Haven’t tried this yet, but unless Presonus can duplicate the issue, it won’t get fixed. Have you been in touch with Presonus about the issue? It’s a bug that needs to be squashed, so any info that can be relied to Presonus the better! p.s I’m loving the new update and direction of studio one.


----------



## ALittleNightMusic

Fizzlewig said:


> Haven’t tried this yet, but unless Presonus can duplicate the issue, it won’t get fixed. Have you been in touch with Presonus about the issue? It’s a bug that needs to be squashed, so any info that can be relied to Presonus the better! p.s I’m loving the new update and direction of studio one.


Yup have a bug filed with them - let’s see what happens.


----------



## dcoscina

I love how easy articulation management is in Studio One. However, when I create my own set, I'm not able to create a master Developer folder to house various library Sound variation sets under. I've tried going into the folder and manually doing it but S1 ignores it. Drat.


----------



## ALittleNightMusic

dcoscina said:


> I love how easy articulation management is in Studio One. However, when I create my own set, I'm not able to create a master Developer folder to house various library Sound variation sets under. I've tried going into the folder and manually doing it but S1 ignores it. Drat.

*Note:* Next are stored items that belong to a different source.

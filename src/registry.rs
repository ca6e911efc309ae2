//! Trusted device store and the staging area for captured keys.
//!
//! Trusted records come from the config file and from the trusted directory
//! (one JSON file per device). Captured keys only ever go to the staging
//! directory; promoting one is done by an operator copying the file over.

use std::path::{Path, PathBuf};
use std::sync::Arc;
use std::time::Duration;

use chrono::Utc;
use parking_lot::RwLock;
use tokio::task::JoinHandle;
use tracing::{debug, info, warn};

use crate::error::Result;
use crate::types::{CapturedKey, RegisteredDevice};

pub const DEFAULT_POLL_INTERVAL: Duration = Duration::from_secs(2);
pub const MIN_POLL_INTERVAL: Duration = Duration::from_millis(100);

#[derive(Debug)]
pub struct DeviceRegistry {
    inline: Vec<RegisteredDevice>,
    trusted_dir: PathBuf,
    staging_dir: PathBuf,
    /// Replaced wholesale on refresh; readers clone the `Arc`.
    devices: RwLock<Arc<Vec<RegisteredDevice>>>,
    captured: RwLock<Arc<Vec<CapturedKey>>>,
    /// Record count seen by the last scan of the trusted directory.
    last_count: RwLock<Option<usize>>,
}

impl DeviceRegistry {
    pub fn new(
        inline: Vec<RegisteredDevice>,
        trusted_dir: impl Into<PathBuf>,
        staging_dir: impl Into<PathBuf>,
    ) -> Self {
        Self {
            devices: RwLock::new(Arc::new(inline.clone())),
            inline,
            trusted_dir: trusted_dir.into(),
            staging_dir: staging_dir.into(),
            captured: RwLock::new(Arc::new(Vec::new())),
            last_count: RwLock::new(None),
        }
    }

    /// Reads both stores. Called once at start-up.
    pub async fn load(&self) -> Result<()> {
        tokio::fs::create_dir_all(&self.trusted_dir).await?;
        tokio::fs::create_dir_all(&self.staging_dir).await?;

        let files = json_files(&self.trusted_dir).await?;
        self.replace_trusted(&files).await;

        let staged = json_files(&self.staging_dir).await?;
        let mut captured = Vec::with_capacity(staged.len());
        for path in staged {
            match read_json::<CapturedKey>(&path).await {
                Ok(c) => captured.push(c),
                Err(e) => warn!("skipping staged key {}: {e}", path.display()),
            }
        }
        *self.captured.write() = Arc::new(captured);

        info!(
            trusted = self.devices.read().len(),
            staged = self.captured.read().len(),
            "device registry loaded"
        );
        Ok(())
    }

    /// Re-scans the trusted directory if its record count changed since the
    /// last scan. Returns whether the snapshot was replaced.
    pub async fn refresh(&self) -> Result<bool> {
        let files = json_files(&self.trusted_dir).await?;
        if *self.last_count.read() == Some(files.len()) {
            return Ok(false);
        }
        self.replace_trusted(&files).await;
        info!(trusted = self.devices.read().len(), "trusted devices reloaded");
        Ok(true)
    }

    async fn replace_trusted(&self, files: &[PathBuf]) {
        let mut devices = self.inline.clone();
        for path in files {
            match read_json::<RegisteredDevice>(path).await {
                Ok(d) if devices.iter().any(|x| x.public_key_b64 == d.public_key_b64) => {
                    debug!("duplicate trusted key in {}", path.display());
                }
                Ok(d) => devices.push(d),
                Err(e) => warn!("skipping trusted record {}: {e}", path.display()),
            }
        }
        *self.devices.write() = Arc::new(devices);
        *self.last_count.write() = Some(files.len());
    }

    /// Polls `refresh` until the returned handle is aborted.
    pub fn spawn_watcher(self: &Arc<Self>, interval: Duration) -> JoinHandle<()> {
        let registry = Arc::downgrade(self);
        tokio::spawn(async move {
            let mut ticker = tokio::time::interval(interval.max(MIN_POLL_INTERVAL));
            ticker.set_missed_tick_behavior(tokio::time::MissedTickBehavior::Delay);
            loop {
                ticker.tick().await;
                let Some(reg) = registry.upgrade() else { break };
                if let Err(e) = reg.refresh().await {
                    warn!("trusted store refresh failed: {e}");
                }
            }
        })
    }

    pub fn snapshot(&self) -> Arc<Vec<RegisteredDevice>> {
        self.devices.read().clone()
    }

    pub fn find_by_public_key(&self, key: &str) -> Option<RegisteredDevice> {
        self.snapshot()
            .iter()
            .find(|d| d.public_key_b64 == key)
            .cloned()
    }

    pub fn is_registered(&self, key: &str) -> bool {
        self.find_by_public_key(key).is_some()
    }

    pub fn list_captured(&self) -> Arc<Vec<CapturedKey>> {
        self.captured.read().clone()
    }

    /// Writes the key to the staging directory only.
    pub async fn stage_captured(
        &self,
        device_id: &str,
        public_key_b64: &str,
        label: &str,
    ) -> Result<PathBuf> {
        let key = CapturedKey {
            device_id: device_id.to_string(),
            public_key_b64: public_key_b64.to_string(),
            label: label.to_string(),
            captured_at: Utc::now(),
        };
        let path = self
            .staging_dir
            .join(format!("{}.json", capture_file_stem(device_id)));
        tokio::fs::write(&path, serde_json::to_string_pretty(&key)?).await?;

        {
            let mut captured = self.captured.write();
            let mut next: Vec<CapturedKey> = captured
                .iter()
                .filter(|c| c.device_id != key.device_id)
                .cloned()
                .collect();
            next.push(key);
            *captured = Arc::new(next);
        }

        info!("captured public key saved to {}", path.display());
        info!("to trust this device, copy it into {}", self.trusted_dir.display());
        Ok(path)
    }
}

/// Device ids come from clients; keep them to one safe path component.
fn sanitize_file_stem(id: &str) -> String {
    let s: String = id
        .chars()
        .map(|c| if c.is_ascii_alphanumeric() || c == '-' || c == '_' { c } else { '_' })
        .take(128)
        .collect();
    if s.is_empty() {
        "device".to_string()
    } else {
        s
    }
}

/// Ids that had to be rewritten get a hash of the raw id appended after a
/// `.`, which never appears in a sanitized stem, so distinct ids never share
/// a staging file.
fn capture_file_stem(id: &str) -> String {
    let stem = sanitize_file_stem(id);
    if stem == id {
        return stem;
    }
    // FNV-1a: stable across builds and platforms
    let hash = id.bytes().fold(0xcbf2_9ce4_8422_2325u64, |h, b| {
        (h ^ u64::from(b)).wrapping_mul(0x0100_0000_01b3)
    });
    format!("{stem}.{hash:016x}")
}

async fn json_files(dir: &Path) -> Result<Vec<PathBuf>> {
    let mut out = Vec::new();
    let mut rd = tokio::fs::read_dir(dir).await?;
    while let Some(entry) = rd.next_entry().await? {
        let path = entry.path();
        if path.extension().is_some_and(|e| e == "json") {
            out.push(path);
        }
    }
    out.sort();
    Ok(out)
}

async fn read_json<T: serde::de::DeserializeOwned>(path: &Path) -> Result<T> {
    let data = tokio::fs::read(path).await?;
    Ok(serde_json::from_slice(&data)?)
}
//! Anti-replay nonces.
//!
//! Exactly two nonces are live at any time: `current`, which is handed out in
//! challenges, and `previous`, which is still accepted so a client that read a
//! challenge just before a scheduled rotation can still answer it. A nonce
//! that has been consumed never validates again.

use std::sync::Arc;
use std::time::Duration;

use base64::{engine::general_purpose::URL_SAFE_NO_PAD, Engine};
use chrono::Utc;
use indexmap::IndexSet;
use parking_lot::Mutex;
use rand::RngCore;
use tokio::task::JoinHandle;
use tracing::{debug, info, warn};

pub const NONCE_BYTES: usize = 32;
pub const DEFAULT_ROTATION_INTERVAL: Duration = Duration::from_secs(30);
/// Shorter intervals are raised to this; a zero interval would stall the
/// timer task.
pub const MIN_ROTATION_INTERVAL: Duration = Duration::from_secs(1);

/// Consumed nonces kept for replay detection before the oldest half is
/// dropped.
pub const CONSUMED_CAPACITY: usize = 100;

#[derive(Debug, Clone, PartialEq, Eq)]
pub struct Nonce {
    pub value: String,
    pub issued_at_ms: i64,
    pub generation: u64,
}

#[derive(Debug)]
struct NonceState {
    current: Nonce,
    previous: Option<Nonce>,
    consumed: IndexSet<String>,
}

#[derive(Debug)]
pub struct NonceManager {
    state: Mutex<NonceState>,
    rotation_interval: Duration,
    rotation_task: Mutex<Option<JoinHandle<()>>>,
}

impl NonceManager {
    pub fn new(rotation_interval: Duration) -> Self {
        Self {
            state: Mutex::new(NonceState {
                current: Nonce {
                    value: gen_nonce(),
                    issued_at_ms: Utc::now().timestamp_millis(),
                    generation: 0,
                },
                previous: None,
                consumed: IndexSet::new(),
            }),
            rotation_interval: rotation_interval.max(MIN_ROTATION_INTERVAL),
            rotation_task: Mutex::new(None),
        }
    }

    pub fn rotation_interval(&self) -> Duration {
        self.rotation_interval
    }

    /// previous <- current, current <- fresh random value.
    pub fn rotate(&self) {
        let mut st = self.state.lock();
        Self::rotate_locked(&mut st);
    }

    fn rotate_locked(st: &mut NonceState) {
        let generation = st.current.generation + 1;
        let fresh = Nonce {
            value: gen_nonce(),
            issued_at_ms: Utc::now().timestamp_millis(),
            generation,
        };
        st.previous = Some(std::mem::replace(&mut st.current, fresh));

        if st.consumed.len() > CONSUMED_CAPACITY {
            let drop_n = st.consumed.len() / 2;
            st.consumed.drain(..drop_n);
            debug!(dropped = drop_n, "pruned consumed nonces");
        }
        debug!(generation, "nonce rotated");
    }

    /// Spawns the periodic rotation timer. A second call while the timer is
    /// running is a no-op.
    pub fn start_rotation(self: &Arc<Self>) {
        let mut task = self.rotation_task.lock();
        if task.as_ref().is_some_and(|t| !t.is_finished()) {
            return;
        }
        let interval = self.rotation_interval;
        let weak = Arc::downgrade(self);
        *task = Some(tokio::spawn(async move {
            let mut ticker = tokio::time::interval(interval);
            // the first tick completes immediately
            ticker.tick().await;
            loop {
                ticker.tick().await;
                let Some(mgr) = weak.upgrade() else { break };
                mgr.rotate();
            }
        }));
        info!(interval_ms = interval.as_millis() as u64, "nonce rotation started");
    }

    pub fn stop_rotation(&self) {
        if let Some(task) = self.rotation_task.lock().take() {
            task.abort();
            info!("nonce rotation stopped");
        }
    }

    pub fn current(&self) -> Nonce {
        self.state.lock().current.clone()
    }

    /// Accepts `nonce` at most once. On success it is recorded as consumed
    /// and the pair is rotated immediately.
    pub fn validate_and_consume(&self, nonce: &str) -> bool {
        let mut st = self.state.lock();

        if st.consumed.contains(nonce) {
            warn!("nonce replay detected");
            return false;
        }

        let live = st.current.value == nonce
            || st.previous.as_ref().is_some_and(|p| p.value == nonce);
        if !live {
            warn!("nonce matches neither current nor previous");
            return false;
        }

        st.consumed.insert(nonce.to_string());
        Self::rotate_locked(&mut st);
        true
    }

    #[cfg(test)]
    pub(crate) fn consumed_len(&self) -> usize {
        self.state.lock().consumed.len()
    }

    #[cfg(test)]
    pub(crate) fn previous(&self) -> Option<Nonce> {
        self.state.lock().previous.clone()
    }
}

impl Drop for NonceManager {
    fn drop(&mut self) {
        if let Some(task) = self.rotation_task.get_mut().take() {
            task.abort();
        }
    }
}

fn gen_nonce() -> String {
    let mut b = [0u8; NONCE_BYTES];
    rand::thread_rng().fill_bytes(&mut b);
    URL_SAFE_NO_PAD.encode(b)
}

#[cfg(test)]
mod tests {
    use super::*;

    #[test]
    fn nonce_is_32_random_bytes() {
        let mgr = NonceManager::new(DEFAULT_ROTATION_INTERVAL);
        let raw = URL_SAFE_NO_PAD.decode(mgr.current().value).unwrap();
        assert_eq!(raw.len(), NONCE_BYTES);
    }

    #[test]
    fn consume_is_single_use_and_rotates() {
        let mgr = NonceManager::new(DEFAULT_ROTATION_INTERVAL);
        let n = mgr.current();
        assert!(mgr.validate_and_consume(&n.value));
        let after = mgr.current();
        assert_ne!(after.value, n.value);
        assert_eq!(after.generation, n.generation + 1);
        // consumed nonce is now `previous`, but still rejected
        assert_eq!(mgr.previous().unwrap().value, n.value);
        assert!(!mgr.validate_and_consume(&n.value));
    }

    #[test]
    fn previous_nonce_still_accepted_after_one_rotation() {
        let mgr = NonceManager::new(DEFAULT_ROTATION_INTERVAL);
        let n = mgr.current();
        mgr.rotate();
        assert!(mgr.validate_and_consume(&n.value));
    }

    #[test]
    fn nonce_two_rotations_old_is_rejected() {
        let mgr = NonceManager::new(DEFAULT_ROTATION_INTERVAL);
        let n = mgr.current();
        mgr.rotate();
        mgr.rotate();
        assert!(!mgr.validate_and_consume(&n.value));
        assert_eq!(mgr.consumed_len(), 0);
    }

    #[test]
    fn unknown_nonce_has_no_side_effects() {
        let mgr = NonceManager::new(DEFAULT_ROTATION_INTERVAL);
        let before = mgr.current();
        assert!(!mgr.validate_and_consume("not-a-nonce"));
        assert_eq!(mgr.current(), before);
        assert_eq!(mgr.consumed_len(), 0);
    }

    #[test]
    fn consumed_set_is_bounded() {
        let mgr = NonceManager::new(DEFAULT_ROTATION_INTERVAL);
        for _ in 0..250 {
            let n = mgr.current();
            assert!(mgr.validate_and_consume(&n.value));
        }
        assert!(mgr.consumed_len() <= CONSUMED_CAPACITY + 1);
    }

    #[test]
    fn concurrent_consumers_win_once() {
        let mgr = Arc::new(NonceManager::new(DEFAULT_ROTATION_INTERVAL));
        let n = mgr.current().value;
        let handles: Vec<_> = (0..8)
            .map(|_| {
                let mgr = mgr.clone();
                let n = n.clone();
                std::thread::spawn(move || mgr.validate_and_consume(&n))
            })
            .collect();
        let wins = handles
            .into_iter()
            .map(|h| h.join().unwrap())
            .filter(|ok| *ok)
            .count();
        assert_eq!(wins, 1);
    }

    #[tokio::test(start_paused = true)]
    async fn timer_rotates_at_interval() {
        let mgr = Arc::new(NonceManager::new(Duration::from_secs(30)));
        let first = mgr.current();
        mgr.start_rotation();
        tokio::time::sleep(Duration::from_secs(29)).await;
        assert_eq!(mgr.current().generation, first.generation);
        tokio::time::sleep(Duration::from_secs(2)).await;
        assert_eq!(mgr.current().generation, first.generation + 1);
        assert_eq!(mgr.previous().unwrap().value, first.value);

        mgr.stop_rotation();
        tokio::time::sleep(Duration::from_secs(120)).await;
        assert_eq!(mgr.current().generation, first.generation + 1);
    }

    #[tokio::test(start_paused = true)]
    async fn zero_interval_still_rotates() {
        let mgr = Arc::new(NonceManager::new(Duration::ZERO));
        assert_eq!(mgr.rotation_interval(), MIN_ROTATION_INTERVAL);
        let first = mgr.current();
        mgr.start_rotation();
        tokio::time::sleep(MIN_ROTATION_INTERVAL + Duration::from_millis(500)).await;
        assert_eq!(mgr.current().generation, first.generation + 1);
    }
}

If you create a folder externally, try to reindex presets from the Home screen of the browser tab.


----------



## ALittleNightMusic

ALittleNightMusic said:


> Ooof, unfortunately, there seems to be a bug with total plugin delay and templates. I can create a brand new template Song and it'll show 0.2ms delay but then I'll create a new Song from that template and the delay will show 330ms for some reason. Same exact templates with the same tracks enabled. I've reproduced this multiple times. Hopefully Presonus can fix it ASAP because it really makes working with templates in S1 very challenging, especially if you have external synths.


Well after a couple hours of debugging, I think I've figured it out. I had Cinematic Series instruments in my template and because I was using the KSP script which can handle the legato delay based on the articulation / velocity, I had to set those tracks to have a negative track delay. When you first set those delays in your project, it's fine and plugin delay is not impacted. However, what seems to be happening is if you save that project as a song or as a template with those delays set, every song you create based on that template will have that delay included in the total plugin latency calculation for some reason (even if the track is disabled). It should not be including that I think.

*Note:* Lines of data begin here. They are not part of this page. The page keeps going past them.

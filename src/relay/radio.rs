//! Radio side: forwards characteristic operations to the verifier over one
//! persistent WebSocket, reconnecting on a fixed backoff. Requests are never
//! queued across a disconnect; callers get `TransportUnavailable` and the
//! client retries the whole read/write cycle.

use std::collections::HashMap;
use std::sync::atomic::{AtomicBool, AtomicU64, Ordering};
use std::sync::Arc;
use std::time::Duration;

use async_trait::async_trait;
use futures_util::{SinkExt, StreamExt};
use parking_lot::Mutex;
use serde_json::{json, Value};
use tokio::sync::{mpsc, oneshot, watch};
use tokio::task::JoinHandle;
use tokio_tungstenite::{connect_async, tungstenite::Message};
use tracing::{debug, error, info, warn};

use super::protocol::{Inbound, Notice, RelayAction, RelayRequest, RelayResponse};
use crate::error::{Error, Result};
use crate::transport::{AttError, GattHandler};

#[derive(Debug, Clone)]
pub struct RelayClientConfig {
    /// e.g. `ws://192.168.64.2:3100`
    pub url: String,
    pub reconnect_backoff: Duration,
    pub request_timeout: Duration,
    /// Authentication waits for the unlock sequence on the far side, which
    /// takes several seconds on its own.
    pub auth_timeout: Duration,
}

impl RelayClientConfig {
    pub fn new(url: impl Into<String>) -> Self {
        Self {
            url: url.into(),
            reconnect_backoff: Duration::from_secs(3),
            request_timeout: Duration::from_secs(5),
            auth_timeout: Duration::from_secs(15),
        }
    }
}

type Pending = HashMap<u64, oneshot::Sender<RelayResponse>>;

pub struct RelayClient {
    config: RelayClientConfig,
    link: Mutex<Option<mpsc::UnboundedSender<String>>>,
    pending: Mutex<Pending>,
    next_id: AtomicU64,
    connected: watch::Sender<bool>,
    registration_mode: AtomicBool,
}

impl RelayClient {
    pub fn new(config: RelayClientConfig) -> Arc<Self> {
        let (connected, _) = watch::channel(false);
        Arc::new(Self {
            config,
            link: Mutex::new(None),
            pending: Mutex::new(HashMap::new()),
            next_id: AtomicU64::new(1),
            connected,
            registration_mode: AtomicBool::new(false),
        })
    }

    pub fn is_connected(&self) -> bool {
        *self.connected.borrow()
    }

    /// Last registration state announced by the verifier.
    pub fn registration_mode(&self) -> bool {
        self.registration_mode.load(Ordering::Relaxed)
    }

    pub async fn wait_connected(&self, limit: Duration) -> bool {
        let mut rx = self.connected.subscribe();
        let connected = matches!(
            tokio::time::timeout(limit, rx.wait_for(|c| *c)).await,
            Ok(Ok(_))
        );
        connected
    }

    /// Runs the connect / reconnect loop until the handle is aborted.
    pub fn spawn(self: &Arc<Self>) -> JoinHandle<()> {
        let this = self.clone();
        tokio::spawn(async move {
            loop {
                match this.connect_once().await {
                    Ok(()) => warn!("verifier closed the connection"),
                    Err(e) => warn!("verifier connection lost: {e}"),
                }
                info!(
                    "reconnecting in {}s",
                    this.config.reconnect_backoff.as_secs_f32()
                );
                tokio::time::sleep(this.config.reconnect_backoff).await;
            }
        })
    }

    async fn connect_once(&self) -> anyhow::Result<()> {
        let (ws, _) = tokio::time::timeout(
            self.config.request_timeout,
            connect_async(self.config.url.as_str()),
        )
        .await??;
        info!(url = %self.config.url, "connected to verifier");

        let (mut sink, mut stream) = ws.split();
        let (tx, mut rx) = mpsc::unbounded_channel::<String>();
        *self.link.lock() = Some(tx);
        self.connected.send_replace(true);

        let writer = async {
            while let Some(text) = rx.recv().await {
                sink.send(Message::Text(text)).await?;
            }
            Ok::<_, tokio_tungstenite::tungstenite::Error>(())
        };
        let reader = async {
            while let Some(msg) = stream.next().await {
                match msg? {
                    Message::Text(text) => self.on_message(&text),
                    Message::Binary(bytes) => self.on_message(&String::from_utf8_lossy(&bytes)),
                    Message::Close(_) => break,
                    _ => {}
                }
            }
            Ok::<_, tokio_tungstenite::tungstenite::Error>(())
        };

        let result = tokio::select! {
            r = writer => r,
            r = reader => r,
        };

        *self.link.lock() = None;
        self.connected.send_replace(false);
        // dropping the senders wakes every waiter with a disconnect
        let dropped = std::mem::take(&mut *self.pending.lock()).len();
        if dropped > 0 {
            warn!(dropped, "in-flight relay requests abandoned");
        }
        result.map_err(Into::into)
    }

    fn on_message(&self, text: &str) {
        match serde_json::from_str::<Inbound>(text) {
            Ok(Inbound::Notice(Notice::Connected { message })) => {
                info!("verifier ready: {}", message.unwrap_or_default());
            }
            Ok(Inbound::Notice(Notice::RegistrationMode { enabled })) => {
                self.registration_mode.store(enabled, Ordering::Relaxed);
                info!(enabled, "verifier registration mode");
            }
            Ok(Inbound::Response(resp)) => {
                let Some(id) = resp.id.as_u64() else {
                    warn!("relay response without id dropped");
                    return;
                };
                match self.pending.lock().remove(&id) {
                    Some(waiter) => {
                        let _ = waiter.send(resp);
                    }
                    None => debug!(id, "late relay response dropped"),
                }
            }
            Err(e) => warn!("unparseable verifier message: {e}"),
        }
    }

    pub async fn request(&self, action: RelayAction, data: Value) -> Result<RelayResponse> {
        let link = self
            .link
            .lock()
            .clone()
            .ok_or_else(|| Error::TransportUnavailable("verifier not connected".into()))?;

        let id = self.next_id.fetch_add(1, Ordering::Relaxed);
        let text = serde_json::to_string(&RelayRequest {
            id: json!(id),
            action: action.as_str().to_string(),
            data,
        })?;

        let (tx, rx) = oneshot::channel();
        self.pending.lock().insert(id, tx);
        if link.send(text).is_err() {
            self.pending.lock().remove(&id);
            return Err(Error::TransportUnavailable("verifier link closed".into()));
        }

        let limit = match action {
            RelayAction::Authenticate => self.config.auth_timeout,
            _ => self.config.request_timeout,
        };
        match tokio::time::timeout(limit, rx).await {
            Ok(Ok(resp)) => Ok(resp),
            Ok(Err(_)) => Err(Error::TransportUnavailable("verifier disconnected".into())),
            Err(_) => {
                self.pending.lock().remove(&id);
                Err(Error::TransportUnavailable(format!(
                    "{} timed out after {limit:?}",
                    action.as_str()
                )))
            }
        }
    }

    async fn forward_write(&self, action: RelayAction, data: &[u8]) -> Result<(), AttError> {
        let body: Value = serde_json::from_slice(data).map_err(|e| {
            warn!("unparseable {} write: {e}", action.as_str());
            AttError::UnlikelyError
        })?;
        match self.request(action, body).await {
            Ok(resp) if resp.success => {
                info!("{} succeeded", action.as_str());
                Ok(())
            }
            Ok(resp) => {
                warn!("{} failed: {}", action.as_str(), resp.error.unwrap_or_default());
                Err(AttError::UnlikelyError)
            }
            Err(e) => {
                error!("{} error: {e}", action.as_str());
                Err(AttError::UnlikelyError)
            }
        }
    }
}

#[async_trait]
impl GattHandler for RelayClient {
    async fn read_challenge(&self) -> Result<Vec<u8>, AttError> {
        debug!("challenge read request");
        let resp = self
            .request(RelayAction::GetChallenge, json!({}))
            .await
            .map_err(|e| {
                error!("challenge error: {e}");
                AttError::UnlikelyError
            })?;
        let challenge = resp
            .challenge
            .filter(|_| resp.success)
            .ok_or(AttError::UnlikelyError)?;
        serde_json::to_vec(&challenge).map_err(|_| AttError::UnlikelyError)
    }

    async fn write_auth(&self, data: &[u8]) -> Result<(), AttError> {
        self.forward_write(RelayAction::Authenticate, data).await
    }

    async fn write_register(&self, data: &[u8]) -> Result<(), AttError> {
        self.forward_write(RelayAction::Register, data).await
    }
}

#[cfg(test)]
mod tests {
    use super::*;

    #[tokio::test]
    async fn wait_connected_reports_link_state() {
        let client = RelayClient::new(RelayClientConfig::new("ws://unused"));
        assert!(!client.wait_connected(Duration::from_millis(20)).await);
        client.connected.send_replace(true);
        assert!(client.wait_connected(Duration::from_millis(20)).await);
    }

    #[tokio::test]
    async fn requests_fail_fast_when_disconnected() {
        let client = RelayClient::new(RelayClientConfig::new("ws://127.0.0.1:9"));
        let err = client
            .request(RelayAction::Ping, json!({}))
            .await
            .unwrap_err();
        assert!(matches!(err, Error::TransportUnavailable(_)));
        assert_eq!(client.read_challenge().await, Err(AttError::UnlikelyError));
    }

    #[test]
    fn responses_are_routed_by_id() {
        let client = RelayClient::new(RelayClientConfig::new("ws://unused"));
        let (tx, mut rx) = oneshot::channel();
        client.pending.lock().insert(7, tx);
        client.on_message(r#"{"id":7,"success":true,"pong":true}"#);
        let resp = rx.try_recv().unwrap();
        assert_eq!(resp.pong, Some(true));
        assert!(client.pending.lock().is_empty());
    }

    #[test]
    fn registration_notice_is_recorded() {
        let client = RelayClient::new(RelayClientConfig::new("ws://unused"));
        client.on_message(r#"{"type":"registrationMode","enabled":true}"#);
        assert!(client.registration_mode());
    }
}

In any case, this means it is unlikely that I can use the KSP script for Cinematic Series and will have to anxiously await @Lukas note delay macro he is working on.

Cubase properly handles negative track delays even if you're trying to monitor a real-time external signal like an external synth (even when sending MIDI from Cubase to the synth and getting audio back - WHILE the song is playing with tracks that have negative delay. Really well handled)

One workaround for this is change the time scale to Seconds, Go To Time that is -330ms from where you intended the event to start, turn on Snap to Cursor, move the event back to the cursor. Then you can leave track delay at 0ms. Wish there was a macro to move events back by a specific millisecond amount to make this faster.


----------



## dcoscina

ALittleNightMusic said:


> If you create a folder externally, try to reindex presets from the Home screen of the browser tab.


Thanks! is this done inside S1 or in my Mac OS? Sorry, this is an area I'm not that well versed in I'm afraid.


----------



## ALittleNightMusic

dcoscina said:


> Thanks! is this done inside S1 or in my Mac OS? Sorry, this is an area I'm not that well versed in I'm afraid.


Inside S1 - in the browser tab on the right.


----------



## TonalDynamics

Cool feature!

*Forgive my ignorance friends, but as a long-time S1 user, for argument's sake and more clarity, what situations exactly make this such an exciting feature (for you)?*

I mostly record, mix and produce rock/band music with 3-5 players, (more contemporary stuff) but for all my composing/virtual instrument needs, I've long simply drawn in the keyswitch itself as a little note on the MIDI-roll editor and copied/pasted/moved as needed.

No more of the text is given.